During the foaling season, it is always a pleasure to see foals running around in the fields. But not every foal has a healthy start. It may be that a newborn foal does not react normally, has a poor or no suckling reflex and shows no interest in its mother. They often stand quietly in a corner or walk around aimlessly in the stable and do not know how to find their mother's udder: they called dummy foals that get their name from the fact that they seem dumb.

This condition occurs in 1 to 2 percent of newborn foals. Esther Siegers, equine internist at the University Equine Clinic, explains: "A healthy foal will stand on its own legs within one to two hours and will immediately seek its mother's udder to drink. If this does not happen, it could be a dummy foal. The symptoms a dummy foal shows can have two causes: lack of oxygen during pregnancy or birth or the absence of a certain hormonal adaptation.
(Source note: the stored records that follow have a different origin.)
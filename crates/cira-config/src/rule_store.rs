use std::path::PathBuf;

use serde::{Deserialize, Serialize};

/// `[rule_store]` — on-disk location of atomic/composite rule definitions.
#[derive(Debug, Clone, Default, Deserialize, Serialize)]
#[serde(default)]
pub struct RuleStoreConfig {
    /// Overrides the `<config-root>` resolution order (`CIRA_HOME` env var,
    /// else `$HOME/.cira`) when set.
    pub root: Option<PathBuf>,
}

impl RuleStoreConfig {
    /// Resolve `<config-root>` per `CIRA_HOME`, an explicit `root` override,
    /// then `$HOME/.cira`.
    pub fn resolve_root(&self) -> anyhow::Result<PathBuf> {
        if let Some(root) = &self.root {
            return Ok(root.clone());
        }
        if let Ok(home) = std::env::var("CIRA_HOME") {
            return Ok(PathBuf::from(home));
        }
        let home = std::env::var("HOME")
            .map_err(|_| anyhow::anyhow!("cannot resolve rule store root: CIRA_HOME is unset and HOME is unset"))?;
        Ok(PathBuf::from(home).join(".cira"))
    }
}

#[cfg(test)]
mod tests {
    use super::*;

    #[test]
    fn explicit_root_wins() {
        let cfg = RuleStoreConfig {
            root: Some(PathBuf::from("/opt/cira")),
        };
        assert_eq!(cfg.resolve_root().unwrap(), PathBuf::from("/opt/cira"));
    }
}
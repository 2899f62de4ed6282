//! Alert sinks: the concrete effect channels a dispatched verdict can land
//! on. Adapted from the source engine's file-based JSONL sink, generalized
//! to a small trait so `log`/`alert`/`modbus_write` actions can each target
//! a distinct channel behind the same interface.

use std::fs::OpenOptions;
use std::io::{BufWriter, Write};
use std::path::Path;
use std::sync::Mutex;

use serde::Serialize;

use crate::types::ActionVerdict;

/// What a sink needs about where a verdict came from, beyond the verdict
/// itself.
#[derive(Debug, Clone)]
pub struct AlertContext {
    pub composite_id: String,
    pub node_id: String,
}

#[derive(Debug, thiserror::Error)]
#[error("effect error: {0}")]
pub struct EffectError(pub String);

/// An effect channel a triggered verdict can be dispatched to.
pub trait AlertSink: Send + Sync + std::fmt::Debug {
    fn emit(&self, verdict: &ActionVerdict, ctx: &AlertContext) -> Result<(), EffectError>;
}

#[derive(Debug, Serialize)]
struct AlertRecord<'a> {
    composite_id: &'a str,
    node_id: &'a str,
    action: &'a str,
    #[serde(skip_serializing_if = "Option::is_none")]
    severity: Option<crate::types::Severity>,
    #[serde(skip_serializing_if = "Option::is_none")]
    message: &'a Option<String>,
    #[serde(skip_serializing_if = "Option::is_none")]
    register: Option<u32>,
}

fn record<'a>(verdict: &'a ActionVerdict, ctx: &'a AlertContext) -> AlertRecord<'a> {
    AlertRecord {
        composite_id: &ctx.composite_id,
        node_id: &ctx.node_id,
        action: verdict.action.as_str(),
        severity: verdict.severity,
        message: &verdict.message,
        register: verdict.register,
    }
}

/// Emits a structured `tracing` event; backs the `log` action.
#[derive(Debug)]
pub struct LogAlertSink;

impl AlertSink for LogAlertSink {
    fn emit(&self, verdict: &ActionVerdict, ctx: &AlertContext) -> Result<(), EffectError> {
        tracing::info!(
            composite_id = %ctx.composite_id,
            node_id = %ctx.node_id,
            action = verdict.action.as_str(),
            message = verdict.message.as_deref().unwrap_or(""),
            "rule fired"
        );
        Ok(())
    }
}

/// Appends verdicts as JSON Lines to a file; backs the `alert` action.
#[derive(Debug)]
pub struct FileAlertSink {
    writer: Mutex<BufWriter<std::fs::File>>,
}

impl FileAlertSink {
    pub fn open(path: impl AsRef<Path>) -> Result<Self, EffectError> {
        let file = OpenOptions::new()
            .create(true)
            .append(true)
            .open(path.as_ref())
            .map_err(|e| EffectError(format!("cannot open alert file: {e}")))?;
        Ok(Self {
            writer: Mutex::new(BufWriter::new(file)),
        })
    }
}

impl AlertSink for FileAlertSink {
    fn emit(&self, verdict: &ActionVerdict, ctx: &AlertContext) -> Result<(), EffectError> {
        let json = serde_json::to_string(&record(verdict, ctx))
            .map_err(|e| EffectError(format!("cannot encode alert record: {e}")))?;
        let mut w = self
            .writer
            .lock()
            .map_err(|_| EffectError("alert sink lock poisoned".to_string()))?;
        w.write_all(json.as_bytes())
            .and_then(|_| w.write_all(b"\n"))
            .and_then(|_| w.flush())
            .map_err(|e| EffectError(format!("cannot write alert file: {e}")))
    }
}

/// A register write recorded for downstream MODBUS hardware. The physical
/// transport is external; this sink records the write attempt and the
/// `register`/`value` pair the real transport would forward.
#[derive(Debug, Clone, PartialEq)]
pub struct ModbusWrite {
    pub register: u32,
    pub value: i64,
}

pub trait ModbusTransport: Send + Sync {
    fn write(&self, write: &ModbusWrite) -> Result<(), EffectError>;
}

pub struct ModbusAlertSink<T: ModbusTransport> {
    transport: T,
    recorded: Mutex<Vec<ModbusWrite>>,
}

impl<T: ModbusTransport> std::fmt::Debug for ModbusAlertSink<T> {
    fn fmt(&self, f: &mut std::fmt::Formatter<'_>) -> std::fmt::Result {
        f.debug_struct("ModbusAlertSink").finish_non_exhaustive()
    }
}

impl<T: ModbusTransport> ModbusAlertSink<T> {
    pub fn new(transport: T) -> Self {
        Self {
            transport,
            recorded: Mutex::new(Vec::new()),
        }
    }

    pub fn recorded_writes(&self) -> Vec<ModbusWrite> {
        self.recorded.lock().expect("modbus sink lock poisoned").clone()
    }
}

impl<T: ModbusTransport> AlertSink for ModbusAlertSink<T> {
    fn emit(&self, verdict: &ActionVerdict, _ctx: &AlertContext) -> Result<(), EffectError> {
        let (Some(register), Some(value)) = (verdict.register, verdict.value) else {
            return Err(EffectError(
                "modbus_write verdict missing register or value".to_string(),
            ));
        };
        let write = ModbusWrite { register, value };
        self.transport.write(&write)?;
        self.recorded
            .lock()
            .map_err(|_| EffectError("modbus sink lock poisoned".to_string()))?
            .push(write);
        Ok(())
    }
}

#[cfg(test)]
mod tests {
    use super::*;
    use crate::types::ActionKind;

    fn verdict(action: ActionKind) -> ActionVerdict {
        ActionVerdict {
            action,
            severity: Some(crate::types::Severity::Warning),
            message: Some("defect rate high".to_string()),
            register: Some(40001),
            value: Some(1),
            reason: None,
        }
    }

    fn ctx() -> AlertContext {
        AlertContext {
            composite_id: "c1".to_string(),
            node_id: "jetson-1".to_string(),
        }
    }

    #[test]
    fn file_sink_writes_jsonl() {
        let dir = tempfile::tempdir().unwrap();
        let path = dir.path().join("alerts.jsonl");
        let sink = FileAlertSink::open(&path).unwrap();
        sink.emit(&verdict(ActionKind::Alert), &ctx()).unwrap();
        sink.emit(&verdict(ActionKind::Reject), &ctx()).unwrap();

        let contents = std::fs::read_to_string(&path).unwrap();
        let lines: Vec<&str> = contents.trim().split('\n').collect();
        assert_eq!(lines.len(), 2);
        let parsed: serde_json::Value = serde_json::from_str(lines[0]).unwrap();
        assert_eq!(parsed["action"], "alert");
        assert_eq!(parsed["node_id"], "jetson-1");
    }

    struct RecordingTransport {
        fail: bool,
    }

    impl ModbusTransport for RecordingTransport {
        fn write(&self, _write: &ModbusWrite) -> Result<(), EffectError> {
            if self.fail {
                Err(EffectError("transport unavailable".to_string()))
            } else {
                Ok(())
            }
        }
    }

    #[test]
    fn modbus_sink_records_successful_writes() {
        let sink = ModbusAlertSink::new(RecordingTransport { fail: false });
        sink.emit(&verdict(ActionKind::ModbusWrite), &ctx()).unwrap();
        assert_eq!(sink.recorded_writes(), vec![ModbusWrite { register: 40001, value: 1 }]);
    }

    #[test]
    fn modbus_sink_rejects_missing_register() {
        let sink = ModbusAlertSink::new(RecordingTransport { fail: false });
        let mut v = verdict(ActionKind::ModbusWrite);
        v.register = None;
        assert!(sink.emit(&v, &ctx()).is_err());
    }

    #[test]
    fn modbus_sink_surfaces_transport_failure() {
        let sink = ModbusAlertSink::new(RecordingTransport { fail: true });
        assert!(sink.emit(&verdict(ActionKind::ModbusWrite), &ctx()).is_err());
        assert!(sink.recorded_writes().is_empty());
    }
}
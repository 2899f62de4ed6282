use serde::{Deserialize, Serialize};

use crate::types::HumanDuration;

/// `[runtime]` — tick cadence, fetch fan-out, and per-rule execution budget.
#[derive(Debug, Clone, Deserialize, Serialize)]
pub struct RuntimeConfig {
    /// Cadence of the tick scheduler loop.
    pub tick_interval: HumanDuration,
    /// Number of nodes fetched concurrently per tick (`JoinSet` fan-out width).
    pub fetch_parallelism: usize,
    /// Per-node HTTP fetch timeout.
    pub fetch_timeout: HumanDuration,
    /// Per-rule sandbox execution deadline, enforced by the evaluator's fuel
    /// counter rather than a wall clock.
    pub rule_exec_timeout: HumanDuration,
}

impl Default for RuntimeConfig {
    fn default() -> Self {
        Self {
            tick_interval: HumanDuration::from(std::time::Duration::from_millis(1000)),
            fetch_parallelism: 8,
            fetch_timeout: HumanDuration::from(std::time::Duration::from_millis(2000)),
            rule_exec_timeout: HumanDuration::from(std::time::Duration::from_millis(50)),
        }
    }
}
Rebirth, or swaddling, can work well for the second cause. Esther explains: "The fact is that foals are kept asleep during pregnancy by a certain hormone. This is to prevent them from moving too much in the womb and therefore damaging the mare. At the moment of birth, the hormone composition changes - probably due to the pressure in the birth canal - causing the foal to wake up, stand up and try to drink. In the case of a quick birth or a C-section, there may have been too little pressure on the foal and the hormone conversion may not take place, causing the foal to remain in the sleeping state. In recent years, people have become increasingly familiar with the phenomenon of rebirth or foalsqueezing, a kind of harnessing of the foal. This is a certain technique in which, with the help of ropes, the pressure of the birth is imitated, as it were. It does not work with all foals, but with some foals it works very well. First, the foal falls asleep, as it were, and thus imagines itself back in the belly of the mare. Then it wakes up, whereby the pressure is removed. If all goes well, the foal stands up and starts drinking. It then has very good chances of growing up healthy again."

Consult your vet
Do you have a dummy foal? Then don't go experimenting yourself but consult your vet. It is important to be sure that the foal does not have any underlying problems before using the squeeze technique.